- PROMPT: Restate word for word the entries below, starting with the line with "LeadRepo::find_by_id(&self.pool, id)" and continuing through the line with "async fn update_status(&self, id: DbId, status: &str)". Include both of those lines and no others.

Saved entries:
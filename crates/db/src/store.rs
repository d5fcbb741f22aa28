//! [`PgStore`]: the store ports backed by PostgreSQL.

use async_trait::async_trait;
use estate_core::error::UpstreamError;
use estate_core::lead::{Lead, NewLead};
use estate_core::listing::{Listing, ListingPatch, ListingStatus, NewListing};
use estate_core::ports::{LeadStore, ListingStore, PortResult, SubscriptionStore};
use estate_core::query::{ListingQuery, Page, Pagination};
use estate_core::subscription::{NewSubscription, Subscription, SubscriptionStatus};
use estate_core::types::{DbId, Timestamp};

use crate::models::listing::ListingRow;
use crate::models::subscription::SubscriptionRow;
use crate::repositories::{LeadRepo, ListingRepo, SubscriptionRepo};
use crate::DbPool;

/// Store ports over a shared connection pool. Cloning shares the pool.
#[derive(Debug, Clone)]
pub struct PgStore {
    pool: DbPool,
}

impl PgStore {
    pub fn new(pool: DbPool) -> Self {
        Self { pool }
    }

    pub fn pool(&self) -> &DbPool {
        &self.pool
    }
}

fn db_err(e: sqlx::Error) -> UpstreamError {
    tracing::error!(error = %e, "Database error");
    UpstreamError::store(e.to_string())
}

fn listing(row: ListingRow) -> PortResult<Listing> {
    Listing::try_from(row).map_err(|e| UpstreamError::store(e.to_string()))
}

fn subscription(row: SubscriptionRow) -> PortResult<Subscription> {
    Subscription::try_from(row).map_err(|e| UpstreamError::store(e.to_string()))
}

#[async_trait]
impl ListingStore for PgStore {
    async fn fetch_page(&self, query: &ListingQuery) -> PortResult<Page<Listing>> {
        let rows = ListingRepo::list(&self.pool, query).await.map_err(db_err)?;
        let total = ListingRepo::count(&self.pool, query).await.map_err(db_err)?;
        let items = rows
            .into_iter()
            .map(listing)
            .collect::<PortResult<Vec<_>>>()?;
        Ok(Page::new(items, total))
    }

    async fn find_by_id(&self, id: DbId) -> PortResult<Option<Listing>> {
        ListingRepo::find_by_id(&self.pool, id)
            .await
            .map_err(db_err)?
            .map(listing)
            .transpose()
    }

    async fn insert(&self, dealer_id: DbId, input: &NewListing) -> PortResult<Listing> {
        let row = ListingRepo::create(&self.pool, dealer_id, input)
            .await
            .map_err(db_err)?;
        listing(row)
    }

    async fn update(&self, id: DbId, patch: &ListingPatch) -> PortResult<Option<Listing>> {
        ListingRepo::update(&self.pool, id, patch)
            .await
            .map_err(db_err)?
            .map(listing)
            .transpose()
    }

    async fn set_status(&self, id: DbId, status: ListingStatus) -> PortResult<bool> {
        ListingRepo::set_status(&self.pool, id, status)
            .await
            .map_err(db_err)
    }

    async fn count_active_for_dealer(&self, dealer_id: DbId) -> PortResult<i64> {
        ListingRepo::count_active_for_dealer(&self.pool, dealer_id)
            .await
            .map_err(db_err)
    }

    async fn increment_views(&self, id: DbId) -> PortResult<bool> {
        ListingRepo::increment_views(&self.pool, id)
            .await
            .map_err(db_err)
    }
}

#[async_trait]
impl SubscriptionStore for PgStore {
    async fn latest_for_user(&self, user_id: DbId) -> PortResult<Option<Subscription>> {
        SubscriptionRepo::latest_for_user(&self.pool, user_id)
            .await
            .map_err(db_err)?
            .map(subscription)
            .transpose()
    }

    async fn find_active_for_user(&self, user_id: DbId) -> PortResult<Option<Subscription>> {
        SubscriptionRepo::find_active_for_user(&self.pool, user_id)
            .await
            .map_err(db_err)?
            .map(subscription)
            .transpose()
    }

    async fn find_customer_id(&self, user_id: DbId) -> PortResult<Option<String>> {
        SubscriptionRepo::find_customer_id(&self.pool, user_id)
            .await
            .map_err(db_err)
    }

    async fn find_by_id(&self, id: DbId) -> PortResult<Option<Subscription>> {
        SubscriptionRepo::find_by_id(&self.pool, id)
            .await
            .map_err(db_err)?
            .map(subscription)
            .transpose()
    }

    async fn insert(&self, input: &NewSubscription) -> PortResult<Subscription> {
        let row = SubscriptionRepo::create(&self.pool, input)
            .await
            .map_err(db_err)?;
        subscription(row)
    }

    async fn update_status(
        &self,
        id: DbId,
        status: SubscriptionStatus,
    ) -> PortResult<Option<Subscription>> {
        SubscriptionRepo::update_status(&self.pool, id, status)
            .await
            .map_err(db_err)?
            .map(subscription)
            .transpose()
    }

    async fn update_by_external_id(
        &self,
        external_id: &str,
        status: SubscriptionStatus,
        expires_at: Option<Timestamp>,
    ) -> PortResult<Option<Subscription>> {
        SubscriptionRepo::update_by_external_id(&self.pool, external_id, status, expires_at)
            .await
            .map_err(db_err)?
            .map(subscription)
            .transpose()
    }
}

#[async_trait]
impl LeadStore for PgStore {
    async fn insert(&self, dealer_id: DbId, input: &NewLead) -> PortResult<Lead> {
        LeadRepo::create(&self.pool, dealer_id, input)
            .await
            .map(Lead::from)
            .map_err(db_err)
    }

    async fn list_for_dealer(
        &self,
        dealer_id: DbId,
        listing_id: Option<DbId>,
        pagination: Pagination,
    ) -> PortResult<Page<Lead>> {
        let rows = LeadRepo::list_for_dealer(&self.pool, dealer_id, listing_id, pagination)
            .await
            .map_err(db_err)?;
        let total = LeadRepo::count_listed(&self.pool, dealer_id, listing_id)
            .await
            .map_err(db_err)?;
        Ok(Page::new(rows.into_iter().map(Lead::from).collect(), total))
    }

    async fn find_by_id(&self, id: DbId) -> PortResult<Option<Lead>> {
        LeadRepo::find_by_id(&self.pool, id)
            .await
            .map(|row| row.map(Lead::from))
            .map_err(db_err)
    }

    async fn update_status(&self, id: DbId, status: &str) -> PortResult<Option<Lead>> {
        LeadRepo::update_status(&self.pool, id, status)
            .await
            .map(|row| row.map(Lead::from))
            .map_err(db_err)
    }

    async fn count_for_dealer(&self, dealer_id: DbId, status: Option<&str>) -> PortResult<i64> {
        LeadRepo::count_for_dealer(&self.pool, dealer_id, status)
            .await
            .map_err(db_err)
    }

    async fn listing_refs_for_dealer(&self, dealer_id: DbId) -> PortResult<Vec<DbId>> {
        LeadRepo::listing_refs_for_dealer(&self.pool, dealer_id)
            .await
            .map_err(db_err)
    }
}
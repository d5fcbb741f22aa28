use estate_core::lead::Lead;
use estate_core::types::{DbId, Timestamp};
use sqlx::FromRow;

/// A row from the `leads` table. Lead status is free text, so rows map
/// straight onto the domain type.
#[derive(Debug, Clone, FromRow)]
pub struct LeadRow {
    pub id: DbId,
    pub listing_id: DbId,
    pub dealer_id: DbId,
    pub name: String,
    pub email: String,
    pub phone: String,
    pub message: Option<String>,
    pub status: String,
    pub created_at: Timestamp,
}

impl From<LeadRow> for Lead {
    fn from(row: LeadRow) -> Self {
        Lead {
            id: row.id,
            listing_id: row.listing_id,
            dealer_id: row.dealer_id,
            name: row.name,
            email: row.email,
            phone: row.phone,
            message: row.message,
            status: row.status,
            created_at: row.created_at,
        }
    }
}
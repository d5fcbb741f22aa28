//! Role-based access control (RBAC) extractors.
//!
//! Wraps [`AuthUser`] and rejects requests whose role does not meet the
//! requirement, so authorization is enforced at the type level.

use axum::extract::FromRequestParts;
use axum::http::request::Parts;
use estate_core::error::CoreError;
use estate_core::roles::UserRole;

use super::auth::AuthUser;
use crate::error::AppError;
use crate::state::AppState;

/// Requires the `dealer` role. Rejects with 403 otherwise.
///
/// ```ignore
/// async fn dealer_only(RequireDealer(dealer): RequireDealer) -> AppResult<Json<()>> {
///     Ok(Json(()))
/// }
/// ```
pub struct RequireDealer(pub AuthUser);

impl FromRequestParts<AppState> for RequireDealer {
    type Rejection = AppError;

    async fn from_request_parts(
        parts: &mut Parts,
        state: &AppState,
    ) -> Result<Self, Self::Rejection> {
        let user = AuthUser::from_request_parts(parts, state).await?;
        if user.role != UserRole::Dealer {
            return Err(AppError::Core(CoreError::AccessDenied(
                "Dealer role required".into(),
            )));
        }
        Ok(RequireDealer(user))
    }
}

- RESULT FOR THIS TASK:
        LeadRepo::find_by_id(&self.pool, id)
            .await
            .map(|row| row.map(Lead::from))
            .map_err(db_err)
    }

    async fn update_status(&self, id: DbId, status: &str) -> PortResult<Option<Lead>> {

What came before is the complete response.